Por unanimidade ( dez votos a zero), o Supremo Tribunal Federal ( STF) decidiu ontem abrir ação penal contra o presidente da Câmara, deputado Eduardo Cunha ( PMDB- RJ), suspeito de ter cometido os crimes de corrupção passiva e lavagem de dinheiro no esquema de desvio de dinheiro da Petrobras. Segundo as investigações, o parlamentar recebeu de lobistas propina de pelo menos US$ 5 milhões. Em troca, ele teria viabilizado o contrato de navios- sonda pela Petrobras. Cunha é o primeiro réu da Lava- Jato com direito a foro especial. O próximo passo do STF será analisar o pedido de afastamento de Cunha do cargo e do mandato, conforme quer o procurador- geral da República, Rodrigo Janot.

— Foi ótimo. A primeira denúncia da Lava- Jato recebida — comemorou Janot.

O relator da Lava- Jato no Supremo, ministro Teori Zavascki, diz que o processo sobre o afastamento de Cunha do cargo ainda está sendo preparado, e não há data definida para que seja submetido ao plenário do tribunal. Teori lembrou que não há relação entre a abertura da ação penal contra o presidente da Câmara e o pedido de afastamento.

— São dois processos independentes — explicou.

No Congresso, assim como ocorrera na véspera, deputados exigiram que Cunha deixe a presidência da Câmara, o que o peemedebista voltou a dizer que não vai fazer.

Ontem, também foi aberta ação penal contra a ex- deputada Solange Almeida ( PMDBRJ), atual prefeita de Rio Bonito, por corrupção passiva. De acordo com a denúncia, a pedido de Cunha ela apresentou requerimentos de informação à Câmara sobre os contratos de aquisição dos navios- sonda. A medida serviu para pressionar o lobista Julio Camargo para retomar o pagamento de propinas ao parlamentar.

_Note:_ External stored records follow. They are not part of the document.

//! Geographic utilities: great-circle distance, bearings, and spherical
//! point-to-segment projection.
//!
//! All functions take WGS84 coordinates in degrees and return distances in
//! kilometers on a sphere of radius [`EARTH_RADIUS_KM`]. Inverse trig inputs
//! are clamped to their valid domain so floating-point drift can never
//! produce NaN.

use crate::GeoPoint;

/// Mean Earth radius in kilometers.
pub const EARTH_RADIUS_KM: f64 = 6371.0;

/// Central angle between two points in radians (haversine formula).
fn central_angle(a: &GeoPoint, b: &GeoPoint) -> f64 {
    let dlat = (b.latitude - a.latitude).to_radians();
    let dlng = (b.longitude - a.longitude).to_radians();

    let h = (dlat / 2.0).sin().powi(2)
        + a.latitude.to_radians().cos()
            * b.latitude.to_radians().cos()
            * (dlng / 2.0).sin().powi(2);
    let h = h.clamp(0.0, 1.0);

    2.0 * h.sqrt().atan2((1.0 - h).sqrt())
}

/// Great-circle distance between two points in kilometers.
///
/// Symmetric, and exactly zero for identical points. Coordinates are used
/// as given; range validation is the caller's responsibility.
///
/// # Example
/// ```
/// use tollmatch::GeoPoint;
/// use tollmatch::geo_utils::haversine_distance;
///
/// let kharghar = GeoPoint::new(19.0544, 73.0362);
/// let alibag = GeoPoint::new(18.9271, 72.8294);
/// let km = haversine_distance(&kharghar, &alibag);
/// assert!(km > 20.0 && km < 30.0);
/// ```
pub fn haversine_distance(a: &GeoPoint, b: &GeoPoint) -> f64 {
    EARTH_RADIUS_KM * central_angle(a, b)
}

/// Initial bearing from one point towards another, in radians from north.
pub fn initial_bearing(from: &GeoPoint, to: &GeoPoint) -> f64 {
    let lat1 = from.latitude.to_radians();
    let lat2 = to.latitude.to_radians();
    let dlng = (to.longitude - from.longitude).to_radians();

    let y = dlng.sin() * lat2.cos();
    let x = lat1.cos() * lat2.sin() - lat1.sin() * lat2.cos() * dlng.cos();
    y.atan2(x)
}

/// Result of projecting a point onto a route segment.
#[derive(Debug, Clone, Copy)]
pub struct SegmentProjection {
    /// Distance from the point to the nearest point of the segment, in km.
    pub distance_km: f64,
    /// Position of that nearest point measured along the segment from its
    /// start, in km. Clamped to `[0, segment length]`.
    pub along_km: f64,
}

/// Project a point onto the great-circle segment `start..end`.
///
/// When the perpendicular foot falls outside the segment the distance is to
/// the nearer endpoint and the along-track position snaps to that endpoint.
/// Otherwise the distance is the spherical cross-track distance and the
/// along-track position is the exact projection fraction.
pub fn project_onto_segment(
    point: &GeoPoint,
    start: &GeoPoint,
    end: &GeoPoint,
) -> SegmentProjection {
    let sigma12 = central_angle(start, end);
    let sigma13 = central_angle(start, point);

    // Zero-length segment: plain distance to the shared endpoint.
    if sigma12 == 0.0 {
        return SegmentProjection {
            distance_km: sigma13 * EARTH_RADIUS_KM,
            along_km: 0.0,
        };
    }

    let theta13 = initial_bearing(start, point);
    let theta12 = initial_bearing(start, end);

    // Foot of the perpendicular falls before the segment start.
    if (theta13 - theta12).cos() < 0.0 {
        return SegmentProjection {
            distance_km: sigma13 * EARTH_RADIUS_KM,
            along_km: 0.0,
        };
    }

    // Spherical cross-track and along-track distances.
    let cross = (sigma13.sin() * (theta13 - theta12).sin())
        .clamp(-1.0, 1.0)
        .asin();
    let along = (sigma13.cos() / cross.cos()).clamp(-1.0, 1.0).acos();

    // Foot falls beyond the segment end.
    if along > sigma12 {
        let sigma23 = central_angle(end, point);
        return SegmentProjection {
            distance_km: sigma23 * EARTH_RADIUS_KM,
            along_km: sigma12 * EARTH_RADIUS_KM,
        };
    }

    SegmentProjection {
        distance_km: cross.abs() * EARTH_RADIUS_KM,
        along_km: along * EARTH_RADIUS_KM,
    }
}

/// Distance from a point to the nearest point of a segment, in kilometers.
pub fn distance_to_segment(point: &GeoPoint, start: &GeoPoint, end: &GeoPoint) -> f64 {
    project_onto_segment(point, start, end).distance_km
}

/// Total length of a polyline in kilometers.
pub fn polyline_length(points: &[GeoPoint]) -> f64 {
    points
        .windows(2)
        .map(|pair| haversine_distance(&pair[0], &pair[1]))
        .sum()
}

/// Convert kilometers to approximate degrees at a given latitude.
///
/// Conservative for longitude away from the equator; used to size bounding
/// box buffers, not for distance math.
pub fn km_to_degrees(km: f64, latitude: f64) -> f64 {
    let cos_lat = latitude.to_radians().cos().abs().max(0.01);
    km / (111.32 * cos_lat)
}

O voto mais veemente foi o do ministro Celso de Mello, o mais antigo integrante do STF. Ele afirmou que a corrupção invadiu, por meio de seus agentes, os mais diversos âmbitos dos espaços governamentais do país, incluindo partidos e empresas estatais, transformando- se “em método de ação governamental e caracterizandose como conduta administrativa endêmica e em claro e preocupante sinal de degradação da própria dignidade da atividade política reduzida por agentes criminosos ao plano subalterno da delinquência institucional”.

O ministro defendeu a cassação de parlamentares com desvio de conduta:

— Qualquer ato de ofensa ao decoro parlamentar, como a aceitação criminosa de suborno, culmina por atingir, injustamente, a própria respeitabilidade institucional do Poder Legislativo.

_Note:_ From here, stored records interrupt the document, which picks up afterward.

//! Google polyline codec for route geometry.
//!
//! Routing providers deliver route geometry as a compact string: each
//! coordinate is a signed delta from the previous one, zig-zag encoded and
//! split into 5-bit chunks with a continuation bit, biased by 63 into
//! printable ASCII, at a fixed-point scale of 1e5. Latitude and longitude
//! groups alternate. Decoding happens at the boundary; the matching engine
//! only ever sees decoded [`GeoPoint`] sequences.
//!
//! # Example
//! ```
//! use tollmatch::polyline;
//!
//! let points = polyline::decode("_p~iF~ps|U_ulLnnqC_mqNvxq`@").unwrap();
//! assert_eq!(points.len(), 3);
//! assert!((points[0].latitude - 38.5).abs() < 1e-9);
//! ```

use crate::error::{Result, TollMatchError};
use crate::GeoPoint;

/// Fixed-point scale: decoded integers are hundred-thousandths of a degree.
const PRECISION: f64 = 1e5;

/// Decode an encoded polyline into an ordered coordinate sequence.
///
/// An empty string yields an empty polyline. Input that ends while a
/// coordinate group still has its continuation bit set, or that leaves a
/// latitude without its longitude, fails with
/// [`TollMatchError::TruncatedPolyline`]; bytes outside the encoding
/// alphabet fail with [`TollMatchError::InvalidPolylineChar`]. Malformed
/// input is deterministic, so these errors are never worth retrying.
pub fn decode(encoded: &str) -> Result<Vec<GeoPoint>> {
    let bytes = encoded.as_bytes();
    let mut points = Vec::new();
    let mut index = 0;
    let mut lat: i64 = 0;
    let mut lng: i64 = 0;

    while index < bytes.len() {
        let (dlat, next) = decode_group(bytes, index)?;
        let (dlng, next) = decode_group(bytes, next)?;
        lat += dlat;
        lng += dlng;
        index = next;

        points.push(GeoPoint::new(
            lat as f64 / PRECISION,
            lng as f64 / PRECISION,
        ));
    }

    Ok(points)
}

/// Encode a coordinate sequence into the compact polyline representation.
///
/// Inverse of [`decode`]; coordinates survive a round trip to within the
/// 1e-5 degree fixed-point resolution.
pub fn encode(points: &[GeoPoint]) -> String {
    let mut out = String::new();
    let mut prev_lat: i64 = 0;
    let mut prev_lng: i64 = 0;

    for point in points {
        let lat = (point.latitude * PRECISION).round() as i64;
        let lng = (point.longitude * PRECISION).round() as i64;
        encode_value(lat - prev_lat, &mut out);
        encode_value(lng - prev_lng, &mut out);
        prev_lat = lat;
        prev_lng = lng;
    }

    out
}

/// Decode one variable-length group starting at `index`.
///
/// Returns the signed delta and the offset of the byte after the group.
fn decode_group(bytes: &[u8], mut index: usize) -> Result<(i64, usize)> {
    let mut result: i64 = 0;
    let mut shift = 0u32;

    loop {
        let Some(&raw) = bytes.get(index) else {
            return Err(TollMatchError::TruncatedPolyline { index });
        };
        if !(63..=126).contains(&raw) {
            return Err(TollMatchError::InvalidPolylineChar { byte: raw, index });
        }
        // 7 chunks cover any 32-bit delta; longer groups are garbage.
        if shift > 30 {
            return Err(TollMatchError::OverlongGroup { index });
        }

        let chunk = (raw - 63) as i64;
        result |= (chunk & 0x1f) << shift;
        shift += 5;
        index += 1;

        if chunk < 0x20 {
            break;
        }
    }

    let delta = if result & 1 != 0 {
        !(result >> 1)
    } else {
        result >> 1
    };

    Ok((delta, index))
}

/// Zig-zag encode one value and append its 5-bit chunks to `out`.
fn encode_value(value: i64, out: &mut String) {
    let mut v = if value < 0 {
        !(value << 1)
    } else {
        value << 1
    };

    while v >= 0x20 {
        out.push((((0x20 | (v & 0x1f)) + 63) as u8) as char);
        v >>= 5;
    }
    out.push(((v + 63) as u8) as char);
}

Citando a denúncia elaborada por Janot, Celso de Mello declarou- se impressionado com amplitude do poder de influência que o presidente da Câmara tem entre deputados e empresários, e a sua capacidade de transformar o Congresso Nacional em um “balcão de negócios”.

Para o decano, a Lava- Jato revelou “uma vasta organização criminosa, de projeção tentacular e dimensão nacional, estruturalmente ordenada em níveis hierárquicos próprios, que observa métodos homogêneos de atuação, integrada por múltiplos atores e protagonistas e que, operando por intermédio de vários núcleos especializados, com clara divisão de tarefas”.

Gilmar Mendes criticou o que chamou de “modo de governança” adotado pelos recentes governos brasileiros. Gilmar fez uma comparação entre o mensalão e a Lava- Jato, concluindo que o escândalo de corrupção atual é muito mais grave do que o anterior.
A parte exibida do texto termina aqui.